November 13, 2003

DevCon:Longhorn Graphics and User Experience

New day, new experiences.

This morning I am attending the DevCon Longhorn track that is talking about the new graphics and user experience. More to the point, we are learning about the new graphics architecture that drive the new Longhorn platform.

Ahhh, and it comes with slick demos.

Microsoft has finally admitted that the mechanisms for painting in Windows sucks. Which is why they wrote the new desktop composition engine (DCE). Its kinda kewl hearing about their approach. Each application basically now uses its own double buffering (the whole desktop is therefore double buffered) allowing for neat effects and huge speed increases. (3D texture rendering on the fly, FAST transparency, pixel shading etc)
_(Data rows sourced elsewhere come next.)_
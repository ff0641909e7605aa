//! Per-scan candle cache: one fetch per universe symbol, failures absorbed.

use crate::config::{Instrument, FETCH_CONCURRENCY};
use crate::models::{CandleSeries, ScanLog};
use crate::services::market_data::CandleSource;
use chrono::NaiveDate;
use futures_util::stream::{self, StreamExt};
use std::collections::HashMap;
use tracing::{info, warn};

/// Holds every universe symbol's candle series for one trading date.
///
/// Exactly one entry per symbol: either a populated (possibly incomplete)
/// series, or an explicit absent marker when the fetch failed or returned no
/// candles. A single symbol's failure never aborts the batch.
pub struct SessionCandleCache {
    entries: HashMap<&'static str, Option<CandleSeries>>,
    symbols_with_data: usize,
}

impl SessionCandleCache {
    /// Fetch all universe symbols for `date`.
    ///
    /// Fetches run with bounded parallelism but results are consumed in
    /// universe order, so the per-symbol log lines are deterministic.
    /// Checkpoint evaluation must not start until this returns.
    pub async fn load(
        source: &dyn CandleSource,
        universe: &'static [Instrument],
        date: NaiveDate,
        log: &mut ScanLog,
    ) -> Self {
        let results = stream::iter(universe.iter().copied())
            .map(|instrument| async move { (instrument, source.fetch(instrument.token, date).await) })
            .buffered(FETCH_CONCURRENCY)
            .collect::<Vec<_>>()
            .await;

        let mut entries = HashMap::with_capacity(universe.len());
        let mut symbols_with_data = 0;

        for (instrument, result) in results {
            let symbol = instrument.symbol;
            match result {
                Ok(series) if series.is_empty() => {
                    info!(symbol, "no candles returned for session window");
                    log.push(format!("{symbol}: no data fetched"));
                    entries.insert(symbol, None);
                }
                Ok(series) => {
                    info!(symbol, candles = series.len(), "candles fetched");
                    log.push(format!("{symbol}: {} candles fetched", series.len()));
                    symbols_with_data += 1;
                    entries.insert(symbol, Some(series));
                }
                Err(e) => {
                    warn!(symbol, error = %e, "fetch failed; symbol excluded from scan");
                    log.push(format!("{symbol}: fetch failed: {e}"));
                    entries.insert(symbol, None);
                }
            }
        }

        Self {
            entries,
            symbols_with_data,
        }
    }

    /// The symbol's series, or None when it was absent for this session.
    pub fn series(&self, symbol: &str) -> Option<&CandleSeries> {
        self.entries.get(symbol).and_then(|entry| entry.as_ref())
    }

    pub fn symbols_with_data(&self) -> usize {
        self.symbols_with_data
    }
}
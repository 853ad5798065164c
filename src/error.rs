// error.rs - Failure taxonomy
//
// Only EstimationError and NormalizationError can end a reconstruction.
// RemoteFailure never leaves the depth estimator: it is logged and the
// fallback strategy takes over.

use thiserror::Error;

/// The source image cannot be turned into a depth field at all.
#[derive(Error, Debug, Clone, PartialEq, Eq)]
pub enum EstimationError {
    #[error("Invalid input image: {0}")]
    InvalidInput(String),

    #[error("Fallback depth estimation aborted: {0}")]
    FallbackAborted(String),
}

/// Why the primary strategy (remote service or local model) did not produce
/// a depth field.
#[derive(Error, Debug, Clone, PartialEq, Eq)]
pub enum RemoteFailure {
    #[error("No remote credentials configured")]
    MissingCredentials,

    #[error("Remote request timed out")]
    Timeout,

    #[error("Transport error: {0}")]
    Transport(String),

    #[error("Authentication rejected (HTTP {0})")]
    Auth(u16),

    #[error("Remote service returned HTTP {0}")]
    Status(u16),

    #[error("Malformed response: {0}")]
    Malformed(String),

    #[error("Response contained no image")]
    NoImage,

    #[error("Failed to encode request image: {0}")]
    Encode(String),

    #[error("Local depth model failed: {0}")]
    Model(String),
}

impl RemoteFailure {
    /// Connection-level failures and 5xx get one immediate re-attempt.
    pub fn is_transient(&self) -> bool {
        match self {
            RemoteFailure::Transport(_) => true,
            RemoteFailure::Status(code) => *code >= 500,
            _ => false,
        }
    }
}

#[derive(Error, Debug, Clone, PartialEq, Eq)]
pub enum NormalizationError {
    #[error("Depth field is empty: width={0}, height={1}")]
    EmptyField(usize, usize),

    #[error("Target dimensions are empty: width={0}, height={1}")]
    EmptyTarget(usize, usize),

    #[error("Unsupported depth channel count: {0}")]
    ChannelCount(usize),

    #[error("Depth buffer length {actual} does not match {expected} pixels")]
    BufferLength { expected: usize, actual: usize },
}

#[derive(Error, Debug, Clone, PartialEq, Eq)]
pub enum PipelineError {
    #[error(transparent)]
    Estimation(#[from] EstimationError),

    #[error(transparent)]
    Normalization(#[from] NormalizationError),

    #[error("Pipeline worker failed: {0}")]
    Worker(String),
}

pub type Result<T, E = PipelineError> = std::result::Result<T, E>;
Longhorn is going to have a new graphics programming library for application development. They are doing this via managed API or even through markup. You might have seen this on some other people's blogs. Its the new XAML stuff (Did you see that Hello World demo Don Box did?)

The presenter is really pumped about the fact they can now use those gaming cards to do kewl stuff on the desktop. I have had the same wish for years. Now only wish my laptop had a gaming video card! Course it will be to slow to run Longhorn anyways, so thats a moot point.
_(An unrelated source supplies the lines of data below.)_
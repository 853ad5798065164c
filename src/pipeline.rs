// pipeline.rs - Upload -> Ready state machine
//
//   Idle -> Estimating -> Normalizing -> Reconstructing -> Ready
//                |              |
//                +--> Failed <--+
//
// Every submission gets a fresh token from a monotonic counter. Stage results
// are applied through transition(), a pure function of (state, event); a
// result carrying any token other than the active one is stale and dropped.
// The newest submission therefore wins regardless of completion order.
//
// Published states go out through a watch channel, so a reader either sees
// the previous Ready mesh or the next one, never a half-built one.

use std::sync::atomic::{AtomicU64, Ordering};
use std::sync::{Arc, Mutex};
use tokio::sync::watch;
use tokio::task::JoinHandle;
use tracing::{debug, info, instrument, warn};

use crate::config::{LocalModelConfig, MeshConfig, RemoteConfig};
use crate::depth::{self, DepthBackend, DepthEstimator, DepthMap, EstimationPath, Primary};
use crate::error::{EstimationError, PipelineError, Result};
use crate::image_asset::ImageAsset;
use crate::mesh::{self, Mesh};

pub type Token = u64;

/// Immutable {image, depth map, estimation path} bundle for one submission
#[derive(Clone, Debug)]
pub struct ReconstructionResult {
    pub token: Token,
    pub image: Arc<ImageAsset>,
    pub depth: Arc<DepthMap>,
    pub path: EstimationPath,
}

#[derive(Debug)]
pub struct Reconstruction {
    pub result: ReconstructionResult,
    pub mesh: Arc<Mesh>,
}

#[derive(Clone, Copy, Debug, PartialEq, Eq)]
pub enum FailureKind {
    /// Undecodable or unsupported image
    InvalidInput,
    /// Depth could not be reconciled with the image
    Normalization,
    /// A worker task panicked or was cancelled
    Internal,
}

impl FailureKind {
    pub fn of(error: &PipelineError) -> Self {
        match error {
            PipelineError::Estimation(EstimationError::InvalidInput(_)) => FailureKind::InvalidInput,
            PipelineError::Normalization(_) => FailureKind::Normalization,
            PipelineError::Estimation(EstimationError::FallbackAborted(_)) | PipelineError::Worker(_) => {
                FailureKind::Internal
            }
        }
    }
}

#[derive(Clone, Debug)]
pub enum PipelineState {
    Idle,
    Estimating { token: Token },
    Normalizing { token: Token, path: EstimationPath },
    Reconstructing { token: Token, path: EstimationPath },
    Ready(Arc<Reconstruction>),
    Failed { token: Token, kind: FailureKind, message: String },
}

impl PipelineState {
    pub fn token(&self) -> Option<Token> {
        match self {
            PipelineState::Idle => None,
            PipelineState::Estimating { token }
            | PipelineState::Normalizing { token, .. }
            | PipelineState::Reconstructing { token, .. }
            | PipelineState::Failed { token, .. } => Some(*token),
            PipelineState::Ready(r) => Some(r.result.token),
        }
    }

    pub fn name(&self) -> &'static str {
        match self {
            PipelineState::Idle => "idle",
            PipelineState::Estimating { .. } => "estimating",
            PipelineState::Normalizing { .. } => "normalizing",
            PipelineState::Reconstructing { .. } => "reconstructing",
            PipelineState::Ready(_) => "ready",
            PipelineState::Failed { .. } => "failed",
        }
    }

    pub fn is_terminal(&self) -> bool {
        matches!(self, PipelineState::Ready(_) | PipelineState::Failed { .. })
    }

    pub fn reconstruction(&self) -> Option<&Arc<Reconstruction>> {
        match self {
            PipelineState::Ready(r) => Some(r),
            _ => None,
        }
    }
}

#[derive(Clone, Debug)]
pub enum PipelineEvent {
    Submitted { token: Token },
    Estimated { token: Token, path: EstimationPath },
    Normalized { token: Token },
    Reconstructed(Arc<Reconstruction>),
    Failed { token: Token, error: PipelineError },
}

impl PipelineEvent {
    pub fn token(&self) -> Token {
        match self {
            PipelineEvent::Submitted { token }
            | PipelineEvent::Estimated { token, .. }
            | PipelineEvent::Normalized { token }
            | PipelineEvent::Failed { token, .. } => *token,
            PipelineEvent::Reconstructed(r) => r.result.token,
        }
    }
}

#[derive(Clone, Debug)]
pub enum Transition {
    Advanced(PipelineState),
    /// Event belongs to a superseded submission
    Stale,
    /// Event does not apply to the current stage
    Ignored,
}

pub fn transition(state: &PipelineState, event: &PipelineEvent) -> Transition {
    use PipelineEvent as E;
    use PipelineState as S;

    let token = event.token();
    if let E::Submitted { .. } = event {
        return match state.token() {
            Some(active) if token <= active => Transition::Stale,
            _ => Transition::Advanced(S::Estimating { token }),
        };
    }
    if state.token() != Some(token) {
        return Transition::Stale;
    }

    match (state, event) {
        (S::Estimating { .. }, E::Estimated { path, .. }) => {
            Transition::Advanced(S::Normalizing { token, path: *path })
        }
        (S::Normalizing { path, .. }, E::Normalized { .. }) => {
            Transition::Advanced(S::Reconstructing { token, path: *path })
        }
        (S::Reconstructing { .. }, E::Reconstructed(r)) => Transition::Advanced(S::Ready(r.clone())),
        (
            S::Estimating { .. } | S::Normalizing { .. } | S::Reconstructing { .. },
            E::Failed { error, .. },
        ) => {
            let kind = FailureKind::of(error);
            let allowed = match kind {
                FailureKind::InvalidInput => matches!(state, S::Estimating { .. }),
                FailureKind::Normalization => matches!(state, S::Normalizing { .. }),
                FailureKind::Internal => true,
            };
            if allowed {
                Transition::Advanced(S::Failed {
                    token,
                    kind,
                    message: error.to_string(),
                })
            } else {
                Transition::Ignored
            }
        }
        _ => Transition::Ignored,
    }
}

// ============================================================================
// Driver
// ============================================================================

struct Shared<B> {
    estimator: DepthEstimator<B>,
    mesh_config: MeshConfig,
    state: watch::Sender<PipelineState>,
}

pub struct Pipeline<B: DepthBackend = Primary> {
    shared: Arc<Shared<B>>,
    counter: AtomicU64,
    in_flight: Mutex<Option<JoinHandle<()>>>,
}

impl Pipeline<Primary> {
    pub fn from_config(remote: &RemoteConfig, local: &LocalModelConfig, mesh_config: MeshConfig) -> Self {
        Self::new(DepthEstimator::from_config(remote, local), mesh_config)
    }
}

impl<B: DepthBackend> Pipeline<B> {
    pub fn new(estimator: DepthEstimator<B>, mesh_config: MeshConfig) -> Self {
        let (state, _) = watch::channel(PipelineState::Idle);
        Self {
            shared: Arc::new(Shared {
                estimator,
                mesh_config,
                state,
            }),
            counter: AtomicU64::new(0),
            in_flight: Mutex::new(None),
        }
    }

    pub fn subscribe(&self) -> watch::Receiver<PipelineState> {
        self.shared.state.subscribe()
    }

    pub fn state(&self) -> PipelineState {
        self.shared.state.borrow().clone()
    }

    pub fn mesh_config(&self) -> &MeshConfig {
        &self.shared.mesh_config
    }

    /// Start a reconstruction for `bytes`, superseding any in-flight one.
    /// Must be called from within a tokio runtime.
    pub fn submit(&self, bytes: Vec<u8>) -> Token {
        // Token order, Submitted order and handle order must all agree
        let mut in_flight = self.in_flight.lock().unwrap_or_else(|e| e.into_inner());

        let token = self.counter.fetch_add(1, Ordering::SeqCst) + 1;
        info!(token, bytes = bytes.len(), "image submitted");
        self.shared.apply(PipelineEvent::Submitted { token });

        let shared = Arc::clone(&self.shared);
        let handle = tokio::spawn(async move { shared.run(token, bytes).await });

        if let Some(previous) = in_flight.replace(handle) {
            // Blocking stages already running still finish; their results go stale
            previous.abort();
        }
        token
    }

    /// Resolve once `token` reaches Ready or Failed, or has been superseded.
    /// Returns the state observed at that moment.
    pub async fn wait_for(&self, token: Token) -> PipelineState {
        let mut rx = self.subscribe();
        loop {
            let state = rx.borrow_and_update().clone();
            let settled = match state.token() {
                Some(t) if t == token => state.is_terminal(),
                Some(t) => t > token,
                None => false,
            };
            if settled || rx.changed().await.is_err() {
                return state;
            }
        }
    }
}

impl<B: DepthBackend> Drop for Pipeline<B> {
    fn drop(&mut self) {
        let in_flight = self.in_flight.get_mut().unwrap_or_else(|e| e.into_inner());
        if let Some(handle) = in_flight.take() {
            handle.abort();
        }
    }
}

async fn blocking<T, F>(f: F) -> Result<T>
where
    T: Send + 'static,
    F: FnOnce() -> T + Send + 'static,
{
    tokio::task::spawn_blocking(f)
        .await
        .map_err(|e| PipelineError::Worker(e.to_string()))
}

impl<B: DepthBackend> Shared<B> {
    /// Apply one event; true when the state advanced
    fn apply(&self, event: PipelineEvent) -> bool {
        let mut advanced = false;
        self.state.send_if_modified(|state| match transition(state, &event) {
            Transition::Advanced(next) => {
                debug!(token = event.token(), from = state.name(), to = next.name(), "transition");
                *state = next;
                advanced = true;
                true
            }
            Transition::Stale => {
                debug!(token = event.token(), active = ?state.token(), "stale result discarded");
                false
            }
            Transition::Ignored => {
                warn!(token = event.token(), state = state.name(), "event ignored");
                false
            }
        });
        advanced
    }

    #[instrument(name = "reconstruct", skip(self, bytes))]
    async fn run(self: Arc<Self>, token: Token, bytes: Vec<u8>) {
        match self.stages(token, bytes).await {
            Ok(Some(reconstruction)) => {
                let path = reconstruction.result.path;
                let vertices = reconstruction.mesh.vertex_count();
                if self.apply(PipelineEvent::Reconstructed(reconstruction)) {
                    info!(path = path.as_str(), vertices, "reconstruction ready");
                }
            }
            Ok(None) => debug!("superseded before completion"),
            Err(error) => {
                if self.apply(PipelineEvent::Failed { token, error: error.clone() }) {
                    warn!(%error, "reconstruction failed");
                }
            }
        }
    }

    /// Runs every stage; Ok(None) once the submission has been superseded
    async fn stages(&self, token: Token, bytes: Vec<u8>) -> Result<Option<Arc<Reconstruction>>> {
        let image = Arc::new(blocking(move || ImageAsset::decode(&bytes)).await??);

        let estimate = self.estimator.estimate(Arc::clone(&image)).await?;
        let path = estimate.path;
        if !self.apply(PipelineEvent::Estimated { token, path }) {
            return Ok(None);
        }

        let img = Arc::clone(&image);
        let depth = blocking(move || depth::normalize(&estimate.field, &img)).await??;
        let depth = Arc::new(depth);
        if !self.apply(PipelineEvent::Normalized { token }) {
            return Ok(None);
        }

        let (img, map, config) = (Arc::clone(&image), Arc::clone(&depth), self.mesh_config);
        let mesh = blocking(move || mesh::build(img, &map, &config)).await?;

        Ok(Some(Arc::new(Reconstruction {
            result: ReconstructionResult {
                token,
                image,
                depth,
                path,
            },
            mesh: Arc::new(mesh),
        })))
    }
}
Speaking of performance and hardware, the hardware requirements are pretty high. I just heard that to run the new Aero Glass, it has a recommendation of 128 MB on the graphics card! I only have 192 MB (damn you Toshiba on your stupid design) in my entire laptop. *shutter*

Demo time! Lets just say the first demo.. well.. um.. didn't work. Hey, its a demo.
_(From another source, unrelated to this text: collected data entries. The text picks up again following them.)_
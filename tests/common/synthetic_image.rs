use image::{DynamicImage, ImageFormat, Rgb, RgbImage};
use std::io::Cursor;

/// Top-down "aerial" scene: dark ground, a few bright roofs, a diagonal road.
/// Deterministic for a given size.
pub fn aerial_rgb(width: u32, height: u32) -> RgbImage {
    let roofs = [(0.2, 0.25, 0.12), (0.7, 0.3, 0.09), (0.45, 0.75, 0.15)];
    RgbImage::from_fn(width, height, |x, y| {
        let (u, v) = (x as f32 / width as f32, y as f32 / height as f32);
        let mut level = 40.0 + 30.0 * u;
        if ((u - v).abs()) < 0.04 {
            level = 90.0;
        }
        for (cx, cy, r) in roofs {
            if (u - cx).abs() < r && (v - cy).abs() < r {
                level = 215.0;
            }
        }
        let l = level as u8;
        Rgb([l, l.saturating_add(10), l.saturating_sub(10)])
    })
}

/// Uniform gray with the top-left `corner` x `corner` block painted red
pub fn corner_marked(width: u32, height: u32, corner: u32) -> RgbImage {
    RgbImage::from_fn(width, height, |x, y| {
        if x < corner && y < corner { Rgb([255, 0, 0]) } else { Rgb([128, 128, 128]) }
    })
}

pub fn png_bytes(img: RgbImage) -> Vec<u8> {
    let mut out = Vec::new();
    DynamicImage::ImageRgb8(img)
        .write_to(&mut Cursor::new(&mut out), ImageFormat::Png)
        .expect("png encode");
    out
}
New person with a differnet laptop. We are now getting a sneak peak of the new Aero Glass experience. All I can say is "Wow, thats pretty". There are neat subtle animations that make the experience seem kinda kewl. And that is on top of the neat transparency affects to make the new "glass" look. Oops, he hung the demo on a logout/login action. Ahh, demo over now.. both demo machines toast. :(

All and all it looks sweet, but needs a LOT of work. Every one of their demos crashed or hung, but what I did see beforehard was pretty good. There is a lot of promise in what they are doing. And, this will in turn allow application developers to make a richer user experience. And thats a good thing.

Posted by SilverStr at November 13, 2003 10:16 AM | TrackBack
Comments

Oops, he hung the demo on a logout/login action. Ahh, demo over now.. both demo machines toast. :(

Ha ha Ha ha ha ha!

Sorry, but as Cat5 would say "that's classic" :)

Posted by: Arcterex at November 13, 2003 03:24 PM

Heh... how have things changed? Where'd that pic go of Gates plugging a scanner into a "Shiny new windows 98" computer during a Keynote, and BSOD?

Posted by: Wim at November 14, 2003 02:59 PM

I still don't know what to really think about XML-based programming languages like XAML, XSLT, BPML, etc. They have some realy value, sure, but it appears to come with a high level of complexility, extra bloat, high learning curves, and so on. What do you guys think?

Posted by: Wim at November 14, 2003 03:05 PM

I'm not sure what to make of it yet. I don't agree with the complexity. It looks like it will actually be EASIER to deploy widgets through this mechanism, but with lots of potential bloat.

I don't think anyone really can comment on this until we really see it.